4. 2942 sayılı Kanun'un 11 inci maddesi.

3. Değerlendirme

1. Bölge adliye mahkemelerinin nihai kararlarının bozulması 6100 sayılı Kanun'un 371 inci maddesinde yer alan sebeplerden birinin varlığı hâlinde mümkündür.

2. Arazi niteliğindeki Muş ili, Malazgirt ilçesi, ... Mahallesi, Badişan mevkii 74 ada 2 parsel sayılı taşınmaza 2942 sayılı Kanun'un 11 inci maddesinin birinci fıkrasının (f) bendi uyarınca gelir metodu esas alınarak değer biçilmesi ve davacı tarafa ödenmesi, dava konusu taşınmazın davacı adına olan tapu kaydının iptali ile tapudan alınan rapor uyarınca bedelin terkinine karar verilmesi yerindedir.

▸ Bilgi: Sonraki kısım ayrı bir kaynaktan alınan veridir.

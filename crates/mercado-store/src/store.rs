//! # The DocumentStore Capability
//!
//! One interface, two implementations, chosen once per session:
//!
//! ```text
//! ┌─────────────────────────────────────────────────────────────────────────┐
//! │                        dyn DocumentStore                                │
//! │                                                                         │
//! │   ┌───────────────────────────┐      ┌───────────────────────────┐     │
//! │   │ LocalStore                │      │ RemoteStore               │     │
//! │   │ SQLite file, demo mode    │      │ cloud adapter             │     │
//! │   │ always available          │      │ may be Unavailable        │     │
//! │   │ unbounded commits         │      │ ≤ max_batch_ops per commit│     │
//! │   └───────────────────────────┘      └───────────────────────────┘     │
//! │                                                                         │
//! │   Both: versioned documents • conditional atomic commit •               │
//! │         full-snapshot subscriptions                                     │
//! └─────────────────────────────────────────────────────────────────────────┘
//! ```
//!
//! The local store finishes each call without waiting on anything external,
//! but it exposes the same `async` surface so call sites never branch on the
//! back end.

use std::fmt;

use async_trait::async_trait;
use serde::de::DeserializeOwned;
use tokio::sync::watch;

use crate::error::{StoreError, StoreResult};
use crate::model::{Collection, Commit, CommitReceipt, Document, Snapshot};

/// Which back end a store handle talks to.
#[derive(Debug, Clone, Copy, PartialEq, Eq)]
pub enum StoreKind {
    Local,
    Remote,
}

impl fmt::Display for StoreKind {
    fn fmt(&self, f: &mut fmt::Formatter<'_>) -> fmt::Result {
        match self {
            StoreKind::Local => f.write_str("local"),
            StoreKind::Remote => f.write_str("remote"),
        }
    }
}

// =============================================================================
// Subscription
// =============================================================================

/// A live view of one collection.
///
/// Starts with the snapshot current at subscription time; [`Self::next`]
/// resolves with a new full snapshot after every commit that touches the
/// collection.
#[derive(Debug)]
pub struct Subscription {
    collection: Collection,
    rx: watch::Receiver<Snapshot>,
}

impl Subscription {
    pub fn new(collection: Collection, rx: watch::Receiver<Snapshot>) -> Self {
        Self { collection, rx }
    }

    pub fn collection(&self) -> Collection {
        self.collection
    }

    /// The latest delivered snapshot.
    pub fn current(&mut self) -> Snapshot {
        self.rx.borrow_and_update().clone()
    }

    /// Waits for the next change. `None` once the store has shut down.
    pub async fn next(&mut self) -> Option<Snapshot> {
        self.rx.changed().await.ok()?;
        Some(self.rx.borrow_and_update().clone())
    }
}

// =============================================================================
// Trait
// =============================================================================

/// Versioned document persistence with conditional atomic commits.
#[async_trait]
pub trait DocumentStore: Send + Sync + fmt::Debug {
    fn kind(&self) -> StoreKind;

    /// Maximum number of writes accepted by a single [`Self::commit`].
    fn max_batch_ops(&self) -> usize;

    async fn get(&self, collection: Collection, id: &str) -> StoreResult<Option<Document>>;

    /// Every document in the collection, ordered by id.
    async fn list(&self, collection: Collection) -> StoreResult<Vec<Document>>;

    /// Applies every write if every precondition holds, otherwise nothing.
    ///
    /// ## Errors
    /// - `Conflict` if a precondition fails
    /// - `NotFound` if an `Update` targets a missing document
    /// - `BatchTooLarge` if `writes.len() > max_batch_ops()`
    /// - `Unavailable` if the store cannot be reached
    async fn commit(&self, commit: Commit) -> StoreResult<CommitReceipt>;

    async fn subscribe(&self, collection: Collection) -> StoreResult<Subscription>;
}

// =============================================================================
// Typed Helpers
// =============================================================================

/// Reads and decodes one record.
pub async fn get_record<T: DeserializeOwned>(
    store: &dyn DocumentStore,
    collection: Collection,
    id: &str,
) -> StoreResult<Option<T>> {
    match store.get(collection, id).await? {
        Some(doc) => Ok(Some(doc.decode()?)),
        None => Ok(None),
    }
}

/// Reads and decodes one record that must exist.
pub async fn require_record<T: DeserializeOwned>(
    store: &dyn DocumentStore,
    collection: Collection,
    id: &str,
) -> StoreResult<T> {
    get_record(store, collection, id)
        .await?
        .ok_or_else(|| StoreError::not_found(collection.as_str(), id))
}

/// Reads and decodes a whole collection. Undecodable documents are an error.
pub async fn list_records<T: DeserializeOwned>(
    store: &dyn DocumentStore,
    collection: Collection,
) -> StoreResult<Vec<T>> {
    store
        .list(collection)
        .await?
        .iter()
        .map(Document::decode)
        .collect()
}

3. Dava konusu taşınmazın hükme esas alınan bilirkişi kurulu raporunda belirtilen özelliklerine ve dosya kapsamına göre uygulanan kapitalizasyon faiz oranı uygun görülmüştür.

4. Temyizen incelenen karar, tarafların karşılıklı iddia ve savunmalarına, dayandıkları belgelere, uyuşmazlığa uygulanması gereken hukuk kuralları ile hukukî ilişkinin nitelendirilmesine, dava şartlarına, yargılama ve ispat kuralları ile kararda belirtilen gerekçelere göre, usul ve kanuna uygun olup temyiz dilekçesinde ileri sürülen nedenler kararın bozulmasını gerektirecek nitelikte görülmemiştir.

VI. KARAR

Açıklanan sebeplerle;

Davalı idare vekilinin yerinde görülmeyen tüm temyiz itirazlarının reddiyle usul ve kanuna uygun Bölge Adliye Mahkemesi kararının 6100 sayılı Kanun'un 370 inci maddesinin birinci fıkrası uyarınca ONANMASINA,

Davacı idare harçtan muaf olduğundan harç alınmamasına,

Dosyanın İlk Derece Mahkemesine, kararın bir örneğinin Bölge Adliye Mahkemesine gönderilmesine,

14.11.2023 tarihinde oy birliğiyle karar verildi.